### Data provided

────────────────────

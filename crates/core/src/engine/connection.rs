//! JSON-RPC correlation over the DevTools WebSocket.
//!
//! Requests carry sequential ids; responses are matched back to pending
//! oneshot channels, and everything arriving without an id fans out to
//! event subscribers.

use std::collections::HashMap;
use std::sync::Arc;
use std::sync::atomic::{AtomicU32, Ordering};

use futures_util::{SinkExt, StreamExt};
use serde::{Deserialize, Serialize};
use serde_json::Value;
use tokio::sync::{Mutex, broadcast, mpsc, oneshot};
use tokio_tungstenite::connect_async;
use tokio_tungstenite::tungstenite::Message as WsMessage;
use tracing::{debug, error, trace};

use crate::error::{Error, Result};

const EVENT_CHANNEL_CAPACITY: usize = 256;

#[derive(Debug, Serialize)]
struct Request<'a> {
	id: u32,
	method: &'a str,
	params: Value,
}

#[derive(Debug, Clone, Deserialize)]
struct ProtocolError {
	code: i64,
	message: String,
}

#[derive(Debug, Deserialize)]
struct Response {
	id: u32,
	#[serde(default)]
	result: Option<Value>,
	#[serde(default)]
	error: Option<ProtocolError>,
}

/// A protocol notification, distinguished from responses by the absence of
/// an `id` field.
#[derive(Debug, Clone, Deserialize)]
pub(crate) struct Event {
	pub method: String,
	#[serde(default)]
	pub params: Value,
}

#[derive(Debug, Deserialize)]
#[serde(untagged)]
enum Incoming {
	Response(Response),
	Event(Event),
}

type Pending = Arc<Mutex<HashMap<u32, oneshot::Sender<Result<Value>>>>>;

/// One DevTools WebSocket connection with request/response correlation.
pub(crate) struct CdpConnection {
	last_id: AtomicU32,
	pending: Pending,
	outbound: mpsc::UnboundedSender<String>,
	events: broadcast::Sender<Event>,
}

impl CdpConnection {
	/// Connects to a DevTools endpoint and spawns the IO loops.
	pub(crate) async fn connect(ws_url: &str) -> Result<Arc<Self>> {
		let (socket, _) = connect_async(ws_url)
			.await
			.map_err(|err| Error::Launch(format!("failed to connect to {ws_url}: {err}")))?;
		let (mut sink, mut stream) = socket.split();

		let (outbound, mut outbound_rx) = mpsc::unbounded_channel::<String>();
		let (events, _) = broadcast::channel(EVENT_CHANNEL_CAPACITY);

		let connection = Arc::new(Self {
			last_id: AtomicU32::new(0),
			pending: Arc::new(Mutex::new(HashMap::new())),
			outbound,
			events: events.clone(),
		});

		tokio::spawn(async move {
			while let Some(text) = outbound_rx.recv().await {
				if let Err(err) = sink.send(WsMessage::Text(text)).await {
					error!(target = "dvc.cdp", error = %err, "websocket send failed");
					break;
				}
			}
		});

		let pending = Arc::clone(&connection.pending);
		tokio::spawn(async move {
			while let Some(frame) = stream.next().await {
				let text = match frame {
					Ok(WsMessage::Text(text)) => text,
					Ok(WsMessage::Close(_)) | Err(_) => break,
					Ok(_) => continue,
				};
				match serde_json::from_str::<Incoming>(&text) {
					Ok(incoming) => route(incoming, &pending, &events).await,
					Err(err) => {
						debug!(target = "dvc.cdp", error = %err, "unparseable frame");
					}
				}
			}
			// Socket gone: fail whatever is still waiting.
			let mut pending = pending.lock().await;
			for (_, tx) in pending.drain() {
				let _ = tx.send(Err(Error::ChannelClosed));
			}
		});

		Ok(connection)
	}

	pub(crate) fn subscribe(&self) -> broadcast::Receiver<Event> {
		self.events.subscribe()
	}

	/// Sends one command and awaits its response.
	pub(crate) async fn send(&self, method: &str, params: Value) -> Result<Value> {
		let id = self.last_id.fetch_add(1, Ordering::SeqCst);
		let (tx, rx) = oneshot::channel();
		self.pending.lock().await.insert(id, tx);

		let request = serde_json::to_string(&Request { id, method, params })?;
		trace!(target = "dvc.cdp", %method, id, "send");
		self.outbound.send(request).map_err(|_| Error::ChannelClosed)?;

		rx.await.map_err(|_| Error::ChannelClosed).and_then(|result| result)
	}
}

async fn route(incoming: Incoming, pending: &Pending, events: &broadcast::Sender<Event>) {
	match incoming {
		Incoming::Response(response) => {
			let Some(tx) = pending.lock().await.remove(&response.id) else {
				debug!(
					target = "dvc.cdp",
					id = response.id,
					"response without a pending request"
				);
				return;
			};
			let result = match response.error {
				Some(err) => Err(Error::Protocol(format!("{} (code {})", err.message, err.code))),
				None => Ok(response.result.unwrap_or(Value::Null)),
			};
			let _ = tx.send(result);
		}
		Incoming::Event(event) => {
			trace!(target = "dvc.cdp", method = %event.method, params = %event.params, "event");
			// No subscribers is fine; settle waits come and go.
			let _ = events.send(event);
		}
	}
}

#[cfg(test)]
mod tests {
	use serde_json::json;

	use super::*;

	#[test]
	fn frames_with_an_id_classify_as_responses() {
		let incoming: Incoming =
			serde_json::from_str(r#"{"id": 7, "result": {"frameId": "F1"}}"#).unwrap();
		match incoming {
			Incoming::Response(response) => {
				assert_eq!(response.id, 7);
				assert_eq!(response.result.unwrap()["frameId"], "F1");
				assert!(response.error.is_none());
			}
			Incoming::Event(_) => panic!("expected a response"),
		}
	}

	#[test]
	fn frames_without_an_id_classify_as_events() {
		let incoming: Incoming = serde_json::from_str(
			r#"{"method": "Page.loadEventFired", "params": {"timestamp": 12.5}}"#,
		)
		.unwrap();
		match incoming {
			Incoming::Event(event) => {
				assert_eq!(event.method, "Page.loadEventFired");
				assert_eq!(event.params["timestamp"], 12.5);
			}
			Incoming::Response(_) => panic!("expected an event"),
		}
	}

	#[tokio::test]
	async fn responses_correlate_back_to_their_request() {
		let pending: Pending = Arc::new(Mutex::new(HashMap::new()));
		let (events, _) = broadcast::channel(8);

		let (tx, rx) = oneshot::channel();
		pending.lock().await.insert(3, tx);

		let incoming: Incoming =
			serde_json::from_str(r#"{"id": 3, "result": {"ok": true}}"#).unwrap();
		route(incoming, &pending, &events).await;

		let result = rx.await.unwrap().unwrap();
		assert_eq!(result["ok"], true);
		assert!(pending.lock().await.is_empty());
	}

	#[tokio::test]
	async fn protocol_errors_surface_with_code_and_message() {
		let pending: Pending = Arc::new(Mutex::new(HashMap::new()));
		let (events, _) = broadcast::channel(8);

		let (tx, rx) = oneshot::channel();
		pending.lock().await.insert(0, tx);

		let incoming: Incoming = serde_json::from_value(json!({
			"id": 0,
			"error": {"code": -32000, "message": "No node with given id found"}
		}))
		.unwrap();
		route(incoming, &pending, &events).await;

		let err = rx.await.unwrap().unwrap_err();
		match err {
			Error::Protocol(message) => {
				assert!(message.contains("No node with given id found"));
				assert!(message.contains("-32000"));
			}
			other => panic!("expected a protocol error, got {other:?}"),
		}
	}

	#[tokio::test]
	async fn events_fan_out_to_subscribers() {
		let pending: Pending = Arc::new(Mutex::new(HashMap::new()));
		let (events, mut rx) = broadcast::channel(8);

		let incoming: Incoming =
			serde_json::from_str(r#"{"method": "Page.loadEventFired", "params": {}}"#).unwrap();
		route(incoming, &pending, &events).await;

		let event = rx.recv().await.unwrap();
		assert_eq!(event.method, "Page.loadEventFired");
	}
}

────────────────────

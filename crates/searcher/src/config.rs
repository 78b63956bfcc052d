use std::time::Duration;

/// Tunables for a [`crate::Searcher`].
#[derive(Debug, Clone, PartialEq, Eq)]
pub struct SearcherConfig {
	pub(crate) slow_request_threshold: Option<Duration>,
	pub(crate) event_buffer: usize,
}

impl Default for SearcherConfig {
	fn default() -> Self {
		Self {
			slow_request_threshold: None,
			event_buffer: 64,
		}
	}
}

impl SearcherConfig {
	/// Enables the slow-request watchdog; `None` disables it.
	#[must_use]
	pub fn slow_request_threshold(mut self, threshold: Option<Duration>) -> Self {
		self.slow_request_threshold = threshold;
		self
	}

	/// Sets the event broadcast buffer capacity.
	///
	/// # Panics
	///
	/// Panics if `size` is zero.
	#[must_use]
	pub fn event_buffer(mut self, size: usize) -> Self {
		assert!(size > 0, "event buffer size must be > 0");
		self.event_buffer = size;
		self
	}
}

────────────────────

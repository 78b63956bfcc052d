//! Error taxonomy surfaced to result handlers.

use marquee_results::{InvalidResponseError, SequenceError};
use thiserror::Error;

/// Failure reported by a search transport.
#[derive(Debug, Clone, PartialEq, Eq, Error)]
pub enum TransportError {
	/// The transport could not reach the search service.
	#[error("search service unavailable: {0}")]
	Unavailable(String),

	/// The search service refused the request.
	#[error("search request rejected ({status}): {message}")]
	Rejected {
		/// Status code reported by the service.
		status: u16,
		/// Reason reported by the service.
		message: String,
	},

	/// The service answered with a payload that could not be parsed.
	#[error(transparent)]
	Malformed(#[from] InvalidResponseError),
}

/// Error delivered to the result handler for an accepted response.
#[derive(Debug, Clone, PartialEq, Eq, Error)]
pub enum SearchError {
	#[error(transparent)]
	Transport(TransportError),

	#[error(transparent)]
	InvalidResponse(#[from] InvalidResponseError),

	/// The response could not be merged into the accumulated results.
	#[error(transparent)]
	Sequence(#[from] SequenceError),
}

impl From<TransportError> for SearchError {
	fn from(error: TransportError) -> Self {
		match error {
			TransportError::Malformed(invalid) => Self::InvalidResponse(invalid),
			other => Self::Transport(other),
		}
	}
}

────────────────────

Count the lines of the entries above that contain the word "Page" and give only the number.

4